**Activity**
Filter this listing down to the lines that contain the word "never", and copy them.

■ ■ ■ ■ ■ ■ ■

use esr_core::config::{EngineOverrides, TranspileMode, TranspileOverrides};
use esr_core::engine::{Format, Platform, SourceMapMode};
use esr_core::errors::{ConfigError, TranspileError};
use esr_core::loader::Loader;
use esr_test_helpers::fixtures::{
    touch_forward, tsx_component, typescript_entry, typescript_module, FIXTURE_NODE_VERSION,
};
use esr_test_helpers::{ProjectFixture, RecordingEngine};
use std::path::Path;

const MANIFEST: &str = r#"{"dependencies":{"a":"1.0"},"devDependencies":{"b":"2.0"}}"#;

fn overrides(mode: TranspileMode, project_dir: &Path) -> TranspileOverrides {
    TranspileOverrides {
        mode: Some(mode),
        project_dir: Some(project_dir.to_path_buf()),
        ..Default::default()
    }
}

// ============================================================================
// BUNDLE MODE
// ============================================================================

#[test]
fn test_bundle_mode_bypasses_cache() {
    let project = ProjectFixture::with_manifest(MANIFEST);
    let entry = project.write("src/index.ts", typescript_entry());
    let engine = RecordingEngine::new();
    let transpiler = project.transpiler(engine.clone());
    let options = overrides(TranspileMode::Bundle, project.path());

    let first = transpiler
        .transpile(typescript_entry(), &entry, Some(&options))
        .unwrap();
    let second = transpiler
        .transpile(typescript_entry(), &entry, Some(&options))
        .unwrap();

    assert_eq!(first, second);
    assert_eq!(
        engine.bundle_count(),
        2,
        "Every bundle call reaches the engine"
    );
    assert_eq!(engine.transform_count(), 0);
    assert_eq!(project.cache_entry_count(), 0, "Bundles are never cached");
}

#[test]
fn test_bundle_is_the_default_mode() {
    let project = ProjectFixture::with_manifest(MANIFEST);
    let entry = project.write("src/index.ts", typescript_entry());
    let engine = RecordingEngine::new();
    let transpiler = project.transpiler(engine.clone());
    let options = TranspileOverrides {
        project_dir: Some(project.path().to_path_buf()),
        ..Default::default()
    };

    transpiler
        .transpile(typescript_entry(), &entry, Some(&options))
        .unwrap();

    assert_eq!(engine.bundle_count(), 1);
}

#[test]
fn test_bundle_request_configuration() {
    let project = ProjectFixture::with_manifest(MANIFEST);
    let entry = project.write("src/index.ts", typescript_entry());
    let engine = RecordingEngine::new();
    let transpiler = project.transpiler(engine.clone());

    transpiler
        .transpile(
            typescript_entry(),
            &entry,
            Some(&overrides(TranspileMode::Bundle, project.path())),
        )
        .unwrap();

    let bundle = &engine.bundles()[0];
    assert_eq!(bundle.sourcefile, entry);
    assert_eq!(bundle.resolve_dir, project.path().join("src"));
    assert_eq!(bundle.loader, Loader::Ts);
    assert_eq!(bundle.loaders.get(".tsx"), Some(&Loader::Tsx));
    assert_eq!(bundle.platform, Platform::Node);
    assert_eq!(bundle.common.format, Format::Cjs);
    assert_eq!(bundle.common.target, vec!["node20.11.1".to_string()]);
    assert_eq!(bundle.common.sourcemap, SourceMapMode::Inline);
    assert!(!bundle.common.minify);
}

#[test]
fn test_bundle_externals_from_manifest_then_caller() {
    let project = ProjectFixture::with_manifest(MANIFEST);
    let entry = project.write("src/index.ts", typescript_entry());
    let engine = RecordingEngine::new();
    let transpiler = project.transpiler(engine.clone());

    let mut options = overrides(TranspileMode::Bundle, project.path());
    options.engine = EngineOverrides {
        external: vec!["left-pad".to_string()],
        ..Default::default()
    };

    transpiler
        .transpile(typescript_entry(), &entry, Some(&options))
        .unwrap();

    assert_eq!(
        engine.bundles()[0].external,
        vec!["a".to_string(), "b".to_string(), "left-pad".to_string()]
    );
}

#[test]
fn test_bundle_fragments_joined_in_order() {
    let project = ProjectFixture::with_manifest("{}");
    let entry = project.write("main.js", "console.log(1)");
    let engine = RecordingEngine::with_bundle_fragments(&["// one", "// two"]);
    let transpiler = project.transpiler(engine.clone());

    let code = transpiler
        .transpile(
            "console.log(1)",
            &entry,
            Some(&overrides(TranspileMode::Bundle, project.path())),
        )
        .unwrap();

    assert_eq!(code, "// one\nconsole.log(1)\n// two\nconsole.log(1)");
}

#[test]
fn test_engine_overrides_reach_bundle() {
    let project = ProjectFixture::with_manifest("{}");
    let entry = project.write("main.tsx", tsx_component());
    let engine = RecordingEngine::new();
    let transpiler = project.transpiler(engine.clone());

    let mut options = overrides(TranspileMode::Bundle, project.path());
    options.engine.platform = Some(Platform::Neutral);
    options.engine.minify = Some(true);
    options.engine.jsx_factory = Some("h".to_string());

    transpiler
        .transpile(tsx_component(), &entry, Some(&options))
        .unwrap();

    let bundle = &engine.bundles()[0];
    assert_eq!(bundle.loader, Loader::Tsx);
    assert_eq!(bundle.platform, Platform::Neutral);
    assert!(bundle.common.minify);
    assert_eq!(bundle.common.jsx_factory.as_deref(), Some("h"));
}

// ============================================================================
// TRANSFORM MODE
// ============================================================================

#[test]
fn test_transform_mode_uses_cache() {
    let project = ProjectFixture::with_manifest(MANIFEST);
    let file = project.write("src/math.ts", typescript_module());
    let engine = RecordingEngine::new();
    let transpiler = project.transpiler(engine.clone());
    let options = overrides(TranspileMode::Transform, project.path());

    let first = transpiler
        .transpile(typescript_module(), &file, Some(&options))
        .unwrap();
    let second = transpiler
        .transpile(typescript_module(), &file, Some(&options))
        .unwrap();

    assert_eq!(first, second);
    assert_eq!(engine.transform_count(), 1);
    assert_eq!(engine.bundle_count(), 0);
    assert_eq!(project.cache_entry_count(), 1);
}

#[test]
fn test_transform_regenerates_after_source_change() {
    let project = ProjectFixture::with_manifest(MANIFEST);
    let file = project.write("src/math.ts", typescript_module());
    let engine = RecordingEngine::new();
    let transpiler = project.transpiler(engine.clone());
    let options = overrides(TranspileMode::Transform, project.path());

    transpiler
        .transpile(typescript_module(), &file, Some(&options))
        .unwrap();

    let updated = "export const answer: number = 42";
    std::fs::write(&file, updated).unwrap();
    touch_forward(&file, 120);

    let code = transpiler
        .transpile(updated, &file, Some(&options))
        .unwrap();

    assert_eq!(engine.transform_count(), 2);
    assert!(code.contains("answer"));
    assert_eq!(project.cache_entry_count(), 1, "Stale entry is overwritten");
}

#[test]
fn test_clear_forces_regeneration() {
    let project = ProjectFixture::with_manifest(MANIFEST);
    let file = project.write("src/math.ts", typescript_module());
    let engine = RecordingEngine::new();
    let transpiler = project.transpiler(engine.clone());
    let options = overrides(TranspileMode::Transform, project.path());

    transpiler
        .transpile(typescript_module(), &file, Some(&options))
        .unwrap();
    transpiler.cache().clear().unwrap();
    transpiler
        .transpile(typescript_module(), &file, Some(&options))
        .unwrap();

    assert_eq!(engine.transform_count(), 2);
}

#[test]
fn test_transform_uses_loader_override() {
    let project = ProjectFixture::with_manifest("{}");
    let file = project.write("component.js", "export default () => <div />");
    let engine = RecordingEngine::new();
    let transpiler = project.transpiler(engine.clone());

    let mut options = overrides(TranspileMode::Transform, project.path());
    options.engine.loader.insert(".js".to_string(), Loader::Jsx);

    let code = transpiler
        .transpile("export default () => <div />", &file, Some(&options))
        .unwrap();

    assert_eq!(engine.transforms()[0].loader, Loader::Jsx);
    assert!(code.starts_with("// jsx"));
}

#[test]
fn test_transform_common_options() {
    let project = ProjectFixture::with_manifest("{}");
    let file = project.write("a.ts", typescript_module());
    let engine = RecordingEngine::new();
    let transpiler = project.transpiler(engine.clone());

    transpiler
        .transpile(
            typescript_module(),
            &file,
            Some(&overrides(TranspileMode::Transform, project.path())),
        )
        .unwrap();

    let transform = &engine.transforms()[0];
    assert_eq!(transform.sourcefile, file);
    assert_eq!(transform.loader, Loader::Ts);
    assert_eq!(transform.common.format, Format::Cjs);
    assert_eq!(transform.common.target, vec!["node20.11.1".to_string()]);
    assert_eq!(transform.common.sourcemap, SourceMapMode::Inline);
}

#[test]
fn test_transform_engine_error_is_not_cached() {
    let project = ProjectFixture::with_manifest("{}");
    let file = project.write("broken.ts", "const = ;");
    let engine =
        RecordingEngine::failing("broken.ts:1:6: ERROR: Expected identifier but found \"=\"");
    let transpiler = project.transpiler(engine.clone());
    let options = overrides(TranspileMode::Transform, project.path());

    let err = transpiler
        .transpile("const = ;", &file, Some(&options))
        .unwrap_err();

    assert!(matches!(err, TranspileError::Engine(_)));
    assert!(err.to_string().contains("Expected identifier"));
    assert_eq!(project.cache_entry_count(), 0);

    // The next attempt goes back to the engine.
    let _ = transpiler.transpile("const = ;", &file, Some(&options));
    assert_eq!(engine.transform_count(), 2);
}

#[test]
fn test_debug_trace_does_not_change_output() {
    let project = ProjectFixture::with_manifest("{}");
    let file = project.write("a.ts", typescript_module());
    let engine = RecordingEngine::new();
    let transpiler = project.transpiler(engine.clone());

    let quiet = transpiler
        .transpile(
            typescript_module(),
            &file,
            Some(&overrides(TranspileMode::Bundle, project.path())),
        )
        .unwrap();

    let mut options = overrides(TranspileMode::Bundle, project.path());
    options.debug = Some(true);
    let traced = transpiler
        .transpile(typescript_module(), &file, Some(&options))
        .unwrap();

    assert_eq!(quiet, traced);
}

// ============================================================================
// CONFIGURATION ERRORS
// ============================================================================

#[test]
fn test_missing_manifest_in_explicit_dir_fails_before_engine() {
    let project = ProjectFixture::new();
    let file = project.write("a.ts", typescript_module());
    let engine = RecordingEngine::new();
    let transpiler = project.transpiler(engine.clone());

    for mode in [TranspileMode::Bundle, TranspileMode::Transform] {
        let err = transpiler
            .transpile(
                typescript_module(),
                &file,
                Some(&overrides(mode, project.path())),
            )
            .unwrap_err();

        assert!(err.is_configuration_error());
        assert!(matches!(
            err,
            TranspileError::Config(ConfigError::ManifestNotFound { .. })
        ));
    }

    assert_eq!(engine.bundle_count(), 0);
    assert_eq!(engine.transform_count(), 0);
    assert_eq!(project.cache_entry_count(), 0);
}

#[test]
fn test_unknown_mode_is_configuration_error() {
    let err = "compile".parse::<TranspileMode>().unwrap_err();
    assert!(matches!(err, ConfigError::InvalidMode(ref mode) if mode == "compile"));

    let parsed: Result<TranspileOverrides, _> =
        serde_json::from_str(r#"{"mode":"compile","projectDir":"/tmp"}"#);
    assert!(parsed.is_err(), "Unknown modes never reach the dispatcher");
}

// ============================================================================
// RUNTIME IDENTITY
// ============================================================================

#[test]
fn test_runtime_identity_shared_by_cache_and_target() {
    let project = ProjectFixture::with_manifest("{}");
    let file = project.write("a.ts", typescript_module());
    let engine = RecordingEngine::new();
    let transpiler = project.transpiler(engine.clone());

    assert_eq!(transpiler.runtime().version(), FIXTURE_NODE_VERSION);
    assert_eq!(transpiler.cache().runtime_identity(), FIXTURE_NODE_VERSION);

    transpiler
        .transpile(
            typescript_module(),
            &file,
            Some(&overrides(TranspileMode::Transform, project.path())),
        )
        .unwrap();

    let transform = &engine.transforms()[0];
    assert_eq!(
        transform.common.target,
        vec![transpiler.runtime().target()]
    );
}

■ ■ ■ ■ ■ ■ ■

**Result for this exercise**
    assert_eq!(project.cache_entry_count(), 0, "Bundles are never cached");
    assert!(parsed.is_err(), "Unknown modes never reach the dispatcher");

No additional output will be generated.